■ **Activity**:
Determine how many lines in the entries below contain the word "display". The reply is that number alone.

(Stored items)
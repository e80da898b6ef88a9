//! Session abstraction
//!
//! A session is one long-lived MATLAB-compatible interpreter with a persistent
//! workspace. The bridge talks to it only through [`SessionHandle`], so the
//! real interpreter process and the in-memory [`MockSession`] are
//! interchangeable.

pub mod mock;
pub mod process;
pub mod protocol;

use std::path::Path;

use thiserror::Error;

pub use mock::{MockBehavior, MockCall, MockSession};
pub use process::ProcessSession;

/// Failure reported by a session call.
#[derive(Debug, Clone, PartialEq, Eq, Error)]
pub enum SessionError {
    /// The session ran the command but the code raised an error.
    #[error("{0}")]
    Execution(String),
    /// The session could not be reached or answered unintelligibly.
    #[error("{0}")]
    Engine(String),
}

/// Value as held in the session workspace.
///
/// Array data is stored in row-major order regardless of the session's own
/// storage layout.
#[derive(Debug, Clone, PartialEq)]
pub enum NativeValue {
    Scalar(f64),
    Boolean(bool),
    Text(String),
    NumericArray { shape: Vec<usize>, data: Vec<f64> },
    BooleanArray { shape: Vec<usize>, data: Vec<bool> },
    /// Any type the session cannot hand over structurally. `display` is the
    /// session's own rendering of the value, when it produced one.
    Opaque {
        type_tag: String,
        display: Option<String>,
    },
}

impl NativeValue {
    /// Session-side class name, used in diagnostics.
    pub fn type_name(&self) -> &str {
        match self {
            NativeValue::Scalar(_) | NativeValue::NumericArray { .. } => "double",
            NativeValue::Boolean(_) | NativeValue::BooleanArray { .. } => "logical",
            NativeValue::Text(_) => "char",
            NativeValue::Opaque { type_tag, .. } => type_tag,
        }
    }
}

/// Capability for one live session.
///
/// All calls block until the session answers. Implementations must be safe to
/// share between request handlers and must not interleave commands.
pub trait SessionHandle: Send + Sync {
    /// Run a script file with no return values.
    fn execute_script(&self, path: &Path) -> Result<(), SessionError>;

    /// Evaluate code interactively and return the console transcript.
    fn evaluate_capture(&self, code: &str) -> Result<String, SessionError>;

    /// Whether `name` is defined in the workspace.
    fn workspace_contains(&self, name: &str) -> Result<bool, SessionError>;

    /// Fetch the value bound to `name`.
    fn workspace_get(&self, name: &str) -> Result<NativeValue, SessionError>;
}
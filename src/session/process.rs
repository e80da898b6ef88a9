//! Interpreter child process session
//!
//! Starts MATLAB (or any interpreter that speaks the same language, such as
//! GNU Octave) with piped stdin/stdout and drives it with the frame protocol
//! from [`super::protocol`]. One command is in flight at a time.

use std::io::{BufReader, Write};
use std::path::Path;
use std::process::{Child, ChildStdin, ChildStdout, Command, Stdio};

use parking_lot::Mutex;
use tracing::{debug, info, warn};

use super::protocol::{self, Markers};
use super::{NativeValue, SessionError, SessionHandle};
use crate::config::EngineConfig;

struct EngineProcess {
    child: Child,
    stdin: ChildStdin,
    stdout: BufReader<ChildStdout>,
}

/// Session backed by an interpreter child process.
pub struct ProcessSession {
    prompt: String,
    markers: Markers,
    /// `None` once the process has died; later calls fail fast.
    process: Mutex<Option<EngineProcess>>,
}

impl ProcessSession {
    /// Start the interpreter and wait until it answers a first frame.
    pub fn spawn(config: &EngineConfig) -> Result<Self, SessionError> {
        let mut command = Command::new(&config.executable);
        command
            .args(&config.args)
            .stdin(Stdio::piped())
            .stdout(Stdio::piped())
            .stderr(Stdio::inherit());
        if let Some(dir) = &config.working_directory {
            command.current_dir(dir);
        }

        info!(
            "Starting MATLAB session: {} {}",
            config.executable,
            config.args.join(" ")
        );
        let mut child = command.spawn().map_err(|e| {
            SessionError::Engine(format!("failed to start '{}': {}", config.executable, e))
        })?;
        let stdin = child
            .stdin
            .take()
            .ok_or_else(|| SessionError::Engine("no stdin on MATLAB process".to_string()))?;
        let stdout = child
            .stdout
            .take()
            .ok_or_else(|| SessionError::Engine("no stdout on MATLAB process".to_string()))?;

        let session = Self {
            prompt: config.prompt.clone(),
            markers: Markers::random(),
            process: Mutex::new(Some(EngineProcess {
                child,
                stdin,
                stdout: BufReader::new(stdout),
            })),
        };

        // Swallows the startup banner and disables the pager.
        session.send("more off;")?;
        info!("MATLAB session is ready");
        Ok(session)
    }

    /// Run one frame and return its output, or the caught error.
    fn send(&self, body: &str) -> Result<String, SessionError> {
        let mut guard = self.process.lock();
        let process = guard.as_mut().ok_or_else(|| {
            SessionError::Engine("MATLAB session is no longer running".to_string())
        })?;

        let line = protocol::frame(body, &self.markers);
        debug!(bytes = line.len(), "Sending frame to MATLAB");

        let result = writeln!(process.stdin, "{}", line)
            .and_then(|_| process.stdin.flush())
            .map_err(|e| SessionError::Engine(format!("failed to write to MATLAB: {}", e)))
            .and_then(|_| {
                protocol::read_response(&mut process.stdout, &self.markers, &self.prompt)
            });

        match result {
            Ok(response) => response.into_result(),
            Err(err) => {
                warn!("MATLAB session lost: {}", err);
                if let Some(mut dead) = guard.take() {
                    let _ = dead.child.kill();
                    let _ = dead.child.wait();
                }
                Err(err)
            }
        }
    }
}

impl SessionHandle for ProcessSession {
    fn execute_script(&self, path: &Path) -> Result<(), SessionError> {
        self.send(&protocol::run_script_body(&path.to_string_lossy()))
            .map(|_| ())
    }

    fn evaluate_capture(&self, code: &str) -> Result<String, SessionError> {
        self.send(&protocol::eval_body(code))
    }

    fn workspace_contains(&self, name: &str) -> Result<bool, SessionError> {
        if !protocol::is_identifier(name) {
            return Ok(false);
        }
        let output = self.send(&protocol::exists_body(name))?;
        protocol::parse_exists(&output)
    }

    fn workspace_get(&self, name: &str) -> Result<NativeValue, SessionError> {
        if !protocol::is_identifier(name) {
            return Err(SessionError::Execution(format!(
                "'{}' is not a valid variable name",
                name
            )));
        }
        let output = self.send(&protocol::probe_body(name))?;
        protocol::parse_probe(&output)
    }
}

impl Drop for ProcessSession {
    fn drop(&mut self) {
        if let Some(mut process) = self.process.get_mut().take() {
            let _ = writeln!(process.stdin, "exit");
            let _ = process.stdin.flush();
            drop(process.stdin);
            if let Ok(None) = process.child.try_wait() {
                let _ = process.child.kill();
            }
            let _ = process.child.wait();
            debug!("MATLAB session stopped");
        }
    }
}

■ **Exercise answer**:
2